Он швырнул письмо на стол с такой силой, что изящное гусиное перо на письменном приборе подлетело в воздух.

— Пятьдесят тысяч фунтов! Пятьдесят тысяч! Пусть делают с ней что хотят, черт возьми! Я не заплачу и полпенни, чтобы вернуть девчонку назад!

— Джеффри, ты же это не всерьез! — выдохнула Сильвия. — Ведь наша младшая дочь всегда была твоей любимицей.

— До тех пор, пока не выросла и не стала источником постоянных неприятностей. — Сдвинув брови, граф посмотрел на жену. — Она не захотела выйти замуж и потратила на путешествия все наследство, оставленное ей двоюродным дедом. Она умна. Так что пусть выпутывается из этой переделки самостоятельно. Я больше не могу себе позволить тратить на нее столько денег.

— Но она же наша дочь!

— И что с того? — Сэр Лоуренс немного остыл, и недавний гнев уступил место боли. — Да, я граф, но у меня нет таких денег. Мне потребовались годы, чтобы расплатиться с долгами отца. К тому же тебе известно, чего нам стоило устроить жизнь остальных восьмерых детей.

— Благодарение Господу, они все живы и здоровы, — заметила графиня. — Думаешь, кого-то из них нужно было бросить на произвол судьбы?

Граф вздохнул.

— Нет, конечно, но в попытке обеспечить им достойное будущее я истощил семейный бюджет. У нас попросту нет денег, чтобы заплатить такой непомерный выкуп. Даже за Рори.

Сильвия закусила губу: им действительно было сложно добыть деньги, чтобы устроить старших детей.

— Но рабство в Африке, Джеффри! Это же настоящее бедствие. Только представь себе те ужасы, которые выпадут на ее долю!

Граф упрямо поджал губы.

— Она достаточно привлекательна, чтобы избежать худшей участи. Возможно, она станет любимой наложницей турецкого наместника в Алжире. Прости, Сильвия, но Рори сама виновата. — Голос графа сорвался, в глазах полыхнула боль. — Ей и расплачиваться за свои ошибки.

Графиня отшатнулась. Джеффри счел, что сумма выкупа слишком велика, и теперь даже пальцем не пошевелит, чтобы помочь дочери.
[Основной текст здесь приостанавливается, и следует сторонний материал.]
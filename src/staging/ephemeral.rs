//! Read-once plaintext handed to a caller

use crate::error::{Error, Result};
use crate::staging::StagingPath;
use std::io;
use std::pin::Pin;
use std::task::{Context, Poll};
use tokio::fs::File;
use tokio::io::{AsyncRead, ReadBuf};
use tracing::debug;

/// A staged file opened for reading.
///
/// The file is removed as soon as the reader hits end-of-file, or when the
/// value is dropped, whichever comes first. Dropping mid-stream (a caller
/// that went away) therefore still purges the file.
#[derive(Debug)]
pub struct EphemeralFile {
    file: File,
    staged: Option<StagingPath>,
}

impl EphemeralFile {
    /// Open a staged file; if opening fails the staged path is released
    pub async fn open(staged: StagingPath) -> Result<Self> {
        let file = File::open(staged.path())
            .await
            .map_err(|e| Error::CipherIo(format!("failed to open {:?}: {}", staged.path(), e)))?;
        Ok(EphemeralFile {
            file,
            staged: Some(staged),
        })
    }

    /// Whether the backing file has already been removed
    pub fn is_released(&self) -> bool {
        self.staged.is_none()
    }
}

impl AsyncRead for EphemeralFile {
    fn poll_read(self: Pin<&mut Self>, cx: &mut Context<'_>, buf: &mut ReadBuf<'_>) -> Poll<io::Result<()>> {
        let this = self.get_mut();
        let before = buf.filled().len();
        let polled = Pin::new(&mut this.file).poll_read(cx, buf);

        if let Poll::Ready(Ok(())) = polled {
            if buf.filled().len() == before && buf.remaining() > 0 {
                if let Some(staged) = this.staged.take() {
                    debug!("Fully consumed {:?}", staged.path());
                    drop(staged);
                }
            }
        }
        polled
    }
}
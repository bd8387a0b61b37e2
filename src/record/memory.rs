//! In-memory record store

use crate::error::{Error, Result};
use crate::record::{check_owner_id, FileRecord, FileRecordStore};
use async_trait::async_trait;
use parking_lot::RwLock;
use std::collections::{BTreeMap, HashMap};

#[derive(Default)]
struct Inner {
    next_seq: u64,
    /// Insertion order -> record
    records: BTreeMap<u64, FileRecord>,
    /// Record id -> insertion order
    ids: HashMap<String, u64>,
}

/// Record store kept entirely in memory
#[derive(Default)]
pub struct MemoryRecordStore {
    inner: RwLock<Inner>,
}

impl MemoryRecordStore {
    pub fn new() -> Self {
        Self::default()
    }

    pub fn len(&self) -> usize {
        self.inner.read().records.len()
    }

    pub fn is_empty(&self) -> bool {
        self.len() == 0
    }
}

#[async_trait]
impl FileRecordStore for MemoryRecordStore {
    async fn create(&self, record: FileRecord) -> Result<FileRecord> {
        check_owner_id(&record.owner_id)?;
        let mut inner = self.inner.write();

        if inner.ids.contains_key(&record.id) {
            return Err(Error::Store(format!("duplicate record id {}", record.id)));
        }

        let seq = inner.next_seq;
        inner.next_seq += 1;
        inner.ids.insert(record.id.clone(), seq);
        inner.records.insert(seq, record.clone());
        Ok(record)
    }

    async fn find_by_id(&self, id: &str) -> Result<Option<FileRecord>> {
        let inner = self.inner.read();
        Ok(inner
            .ids
            .get(id)
            .and_then(|seq| inner.records.get(seq))
            .cloned())
    }

    async fn find_by_owner(&self, owner_id: &str) -> Result<Vec<FileRecord>> {
        let inner = self.inner.read();
        Ok(inner
            .records
            .values()
            .filter(|r| r.owner_id == owner_id)
            .cloned()
            .collect())
    }

    async fn delete_by_id(&self, id: &str) -> Result<Option<FileRecord>> {
        let mut inner = self.inner.write();
        Ok(match inner.ids.remove(id) {
            Some(seq) => inner.records.remove(&seq),
            None => None,
        })
    }

    async fn delete_all_by_owner(&self, owner_id: &str) -> Result<Vec<FileRecord>> {
        let mut inner = self.inner.write();
        let seqs: Vec<u64> = inner
            .records
            .iter()
            .filter(|(_, r)| r.owner_id == owner_id)
            .map(|(seq, _)| *seq)
            .collect();

        let mut removed = Vec::with_capacity(seqs.len());
        for seq in seqs {
            if let Some(record) = inner.records.remove(&seq) {
                inner.ids.remove(&record.id);
                removed.push(record);
            }
        }
        Ok(removed)
    }
}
Дама закрыла глаза и содрогнулась, когда ее сознание наводнили ужасные картины. Она глубоко любила всех своих детей, но Рори была совершенно особенным ребенком. Именно поэтому Сильвия назвала ее Авророй — в честь богини утренней зари.

Аврора очень быстро превратилась в Рори — хохотушку и проказницу. Да, она иногда попадала в переделки, но лишь из-за своей любви к жизни, а не по злому умыслу.

Сильвия хорошо знала своего мужа. Теперь, когда проанализировал ситуацию и понял, что ничего не сможет сделать, Джеффри попросту захлопнет перед Рори дверь и сосредоточится на более насущных проблемах, которые ему по плечу, а воспоминания о дочери похоронит, чтобы не испытывать боли. Хотя ночных кошмаров ему не избежать.

Если муж и принял такое решение, это вовсе не означало, что и Сильвия должна поступить так же. В Лондоне у всех на слуху было имя человека, который мог решить любую проблему: это аристократ, обладающий многочисленными связями с самыми разными людьми. Она непременно нанесет ему визит поутру. Возможно — да поможет ей Господь! — он подскажет, как вернуть их дочь домой.